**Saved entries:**
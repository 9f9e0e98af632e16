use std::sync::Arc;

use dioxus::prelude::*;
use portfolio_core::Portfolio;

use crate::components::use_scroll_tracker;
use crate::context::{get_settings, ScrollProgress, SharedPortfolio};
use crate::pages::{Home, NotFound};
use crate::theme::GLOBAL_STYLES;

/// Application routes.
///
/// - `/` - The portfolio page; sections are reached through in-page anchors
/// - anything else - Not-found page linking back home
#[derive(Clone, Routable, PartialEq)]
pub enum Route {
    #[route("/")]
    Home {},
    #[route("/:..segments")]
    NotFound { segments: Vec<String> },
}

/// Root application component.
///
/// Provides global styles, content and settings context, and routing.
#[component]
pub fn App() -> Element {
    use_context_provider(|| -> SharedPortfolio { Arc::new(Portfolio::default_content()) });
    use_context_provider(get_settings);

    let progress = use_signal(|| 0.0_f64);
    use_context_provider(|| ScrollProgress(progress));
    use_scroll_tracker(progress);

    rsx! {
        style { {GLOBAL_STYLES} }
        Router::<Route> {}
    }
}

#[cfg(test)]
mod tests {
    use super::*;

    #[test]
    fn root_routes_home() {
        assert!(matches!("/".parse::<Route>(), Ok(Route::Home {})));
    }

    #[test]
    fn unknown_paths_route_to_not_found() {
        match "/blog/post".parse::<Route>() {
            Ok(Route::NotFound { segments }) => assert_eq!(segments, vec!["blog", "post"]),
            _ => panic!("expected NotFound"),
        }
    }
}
--
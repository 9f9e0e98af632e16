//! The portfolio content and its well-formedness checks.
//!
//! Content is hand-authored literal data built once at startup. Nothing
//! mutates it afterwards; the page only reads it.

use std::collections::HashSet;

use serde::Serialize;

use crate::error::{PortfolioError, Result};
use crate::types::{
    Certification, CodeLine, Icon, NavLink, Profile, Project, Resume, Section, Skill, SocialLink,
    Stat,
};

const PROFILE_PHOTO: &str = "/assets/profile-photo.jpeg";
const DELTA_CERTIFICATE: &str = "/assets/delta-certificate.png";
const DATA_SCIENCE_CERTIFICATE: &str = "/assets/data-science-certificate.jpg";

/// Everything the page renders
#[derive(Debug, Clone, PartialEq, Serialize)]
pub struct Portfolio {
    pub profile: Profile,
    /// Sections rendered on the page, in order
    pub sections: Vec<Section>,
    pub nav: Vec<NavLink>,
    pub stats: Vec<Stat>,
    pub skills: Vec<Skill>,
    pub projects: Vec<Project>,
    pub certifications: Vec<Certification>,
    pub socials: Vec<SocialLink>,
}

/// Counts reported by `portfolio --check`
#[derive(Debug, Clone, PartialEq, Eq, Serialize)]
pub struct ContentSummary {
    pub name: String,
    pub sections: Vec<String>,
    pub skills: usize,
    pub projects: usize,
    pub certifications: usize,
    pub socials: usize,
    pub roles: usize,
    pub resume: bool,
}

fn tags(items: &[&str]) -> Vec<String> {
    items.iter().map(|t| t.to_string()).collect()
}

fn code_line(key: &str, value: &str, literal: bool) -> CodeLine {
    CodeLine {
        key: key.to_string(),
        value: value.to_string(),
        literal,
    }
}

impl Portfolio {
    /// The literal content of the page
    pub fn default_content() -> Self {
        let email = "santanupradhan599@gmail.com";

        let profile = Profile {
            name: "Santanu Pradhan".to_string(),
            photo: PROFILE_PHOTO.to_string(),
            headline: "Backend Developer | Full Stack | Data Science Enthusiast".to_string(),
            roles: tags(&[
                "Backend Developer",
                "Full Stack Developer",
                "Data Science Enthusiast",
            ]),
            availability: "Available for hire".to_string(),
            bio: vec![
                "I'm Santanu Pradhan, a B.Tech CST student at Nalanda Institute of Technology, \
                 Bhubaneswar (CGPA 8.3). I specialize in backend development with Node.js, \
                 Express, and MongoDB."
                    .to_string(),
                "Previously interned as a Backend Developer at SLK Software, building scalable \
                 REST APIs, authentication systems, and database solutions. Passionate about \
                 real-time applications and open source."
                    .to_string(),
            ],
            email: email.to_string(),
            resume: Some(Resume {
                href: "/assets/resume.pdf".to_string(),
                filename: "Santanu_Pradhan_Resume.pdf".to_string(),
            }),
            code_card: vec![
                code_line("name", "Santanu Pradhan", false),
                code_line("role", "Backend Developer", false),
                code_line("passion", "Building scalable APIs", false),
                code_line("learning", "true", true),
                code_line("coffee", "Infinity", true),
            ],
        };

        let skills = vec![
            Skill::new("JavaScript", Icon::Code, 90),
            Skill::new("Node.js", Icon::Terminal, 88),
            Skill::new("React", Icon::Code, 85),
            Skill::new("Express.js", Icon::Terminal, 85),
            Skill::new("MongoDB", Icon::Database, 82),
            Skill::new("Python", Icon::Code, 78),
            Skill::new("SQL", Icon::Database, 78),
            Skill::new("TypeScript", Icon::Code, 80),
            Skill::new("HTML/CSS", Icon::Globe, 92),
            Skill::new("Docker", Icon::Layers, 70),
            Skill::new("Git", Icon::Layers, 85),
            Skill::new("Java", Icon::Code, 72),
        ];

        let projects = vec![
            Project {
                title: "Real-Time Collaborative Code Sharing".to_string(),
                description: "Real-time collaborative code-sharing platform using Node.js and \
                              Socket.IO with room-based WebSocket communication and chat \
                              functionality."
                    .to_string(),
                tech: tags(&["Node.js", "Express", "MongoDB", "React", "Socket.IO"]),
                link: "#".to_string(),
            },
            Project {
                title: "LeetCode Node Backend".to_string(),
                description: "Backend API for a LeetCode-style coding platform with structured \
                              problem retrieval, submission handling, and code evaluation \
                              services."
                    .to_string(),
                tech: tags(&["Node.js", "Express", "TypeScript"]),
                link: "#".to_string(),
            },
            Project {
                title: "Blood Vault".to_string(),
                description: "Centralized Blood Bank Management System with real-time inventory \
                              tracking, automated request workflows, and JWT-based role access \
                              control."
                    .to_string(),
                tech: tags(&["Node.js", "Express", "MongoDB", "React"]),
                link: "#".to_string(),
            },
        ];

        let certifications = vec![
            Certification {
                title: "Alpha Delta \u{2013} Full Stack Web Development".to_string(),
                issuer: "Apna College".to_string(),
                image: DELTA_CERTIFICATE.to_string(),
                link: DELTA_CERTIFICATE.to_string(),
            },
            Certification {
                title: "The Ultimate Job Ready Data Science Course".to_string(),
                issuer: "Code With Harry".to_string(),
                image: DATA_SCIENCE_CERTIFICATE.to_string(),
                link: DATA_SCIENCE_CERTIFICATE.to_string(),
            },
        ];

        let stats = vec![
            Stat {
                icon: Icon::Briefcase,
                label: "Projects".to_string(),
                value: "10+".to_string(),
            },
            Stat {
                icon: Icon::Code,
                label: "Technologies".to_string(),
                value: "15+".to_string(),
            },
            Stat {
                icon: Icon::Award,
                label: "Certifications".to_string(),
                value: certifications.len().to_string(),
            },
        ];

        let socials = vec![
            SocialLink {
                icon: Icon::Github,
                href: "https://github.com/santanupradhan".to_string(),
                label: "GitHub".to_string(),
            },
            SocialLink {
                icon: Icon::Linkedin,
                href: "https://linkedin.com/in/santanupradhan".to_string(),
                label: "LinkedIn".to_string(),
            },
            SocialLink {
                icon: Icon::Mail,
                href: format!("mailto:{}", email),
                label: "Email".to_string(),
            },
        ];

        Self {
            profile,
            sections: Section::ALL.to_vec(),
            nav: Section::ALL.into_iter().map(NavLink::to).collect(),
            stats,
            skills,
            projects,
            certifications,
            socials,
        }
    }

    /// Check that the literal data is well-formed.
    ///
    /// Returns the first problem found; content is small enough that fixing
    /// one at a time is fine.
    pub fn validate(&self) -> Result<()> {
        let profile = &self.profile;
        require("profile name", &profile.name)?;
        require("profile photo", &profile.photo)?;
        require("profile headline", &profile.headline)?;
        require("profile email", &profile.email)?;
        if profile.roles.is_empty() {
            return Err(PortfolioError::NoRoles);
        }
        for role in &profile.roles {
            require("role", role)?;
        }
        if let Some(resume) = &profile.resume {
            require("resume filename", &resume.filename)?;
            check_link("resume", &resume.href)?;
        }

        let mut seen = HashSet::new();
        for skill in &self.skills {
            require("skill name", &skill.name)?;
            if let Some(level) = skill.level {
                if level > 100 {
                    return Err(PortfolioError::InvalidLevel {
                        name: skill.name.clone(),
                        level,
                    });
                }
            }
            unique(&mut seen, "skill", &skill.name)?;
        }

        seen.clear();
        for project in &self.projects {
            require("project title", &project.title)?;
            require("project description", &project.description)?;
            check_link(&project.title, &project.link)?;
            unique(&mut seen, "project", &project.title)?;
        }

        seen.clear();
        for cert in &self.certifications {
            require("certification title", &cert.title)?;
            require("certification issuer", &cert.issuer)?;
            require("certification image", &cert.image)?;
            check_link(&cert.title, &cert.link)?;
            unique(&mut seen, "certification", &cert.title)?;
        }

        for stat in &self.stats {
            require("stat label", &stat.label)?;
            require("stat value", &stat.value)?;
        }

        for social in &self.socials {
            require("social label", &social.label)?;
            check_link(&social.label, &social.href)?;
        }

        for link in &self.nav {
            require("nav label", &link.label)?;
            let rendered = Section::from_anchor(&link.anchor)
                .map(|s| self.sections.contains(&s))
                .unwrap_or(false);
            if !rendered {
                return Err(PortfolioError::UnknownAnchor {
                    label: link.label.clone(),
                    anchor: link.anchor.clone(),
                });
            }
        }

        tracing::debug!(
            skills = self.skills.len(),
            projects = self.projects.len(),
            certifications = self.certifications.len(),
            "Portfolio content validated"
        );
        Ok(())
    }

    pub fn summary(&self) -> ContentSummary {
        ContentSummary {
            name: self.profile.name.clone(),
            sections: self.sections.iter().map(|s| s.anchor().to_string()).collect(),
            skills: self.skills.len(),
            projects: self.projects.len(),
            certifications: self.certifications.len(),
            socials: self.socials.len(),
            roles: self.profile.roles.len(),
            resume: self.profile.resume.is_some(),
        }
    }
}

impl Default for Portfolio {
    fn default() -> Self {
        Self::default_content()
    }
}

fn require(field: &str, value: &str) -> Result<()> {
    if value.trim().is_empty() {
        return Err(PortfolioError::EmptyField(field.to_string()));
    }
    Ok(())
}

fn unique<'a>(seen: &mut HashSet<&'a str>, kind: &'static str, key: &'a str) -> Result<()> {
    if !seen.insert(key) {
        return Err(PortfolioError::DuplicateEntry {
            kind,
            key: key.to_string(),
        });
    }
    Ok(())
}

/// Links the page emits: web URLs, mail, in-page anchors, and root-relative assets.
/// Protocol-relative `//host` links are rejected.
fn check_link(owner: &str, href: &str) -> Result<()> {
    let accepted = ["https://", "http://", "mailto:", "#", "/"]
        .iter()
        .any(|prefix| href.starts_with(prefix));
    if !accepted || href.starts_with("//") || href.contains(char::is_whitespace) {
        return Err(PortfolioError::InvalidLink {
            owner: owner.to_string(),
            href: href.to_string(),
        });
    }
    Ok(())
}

**WHAT NEEDS TO BE DONE:** Lines in the data that hold "owner" must be located and copied.

**ANSWER FOR THIS EXERCISE:**
fn check_link(owner: &str, href: &str) -> Result<()> {
            owner: owner.to_string(),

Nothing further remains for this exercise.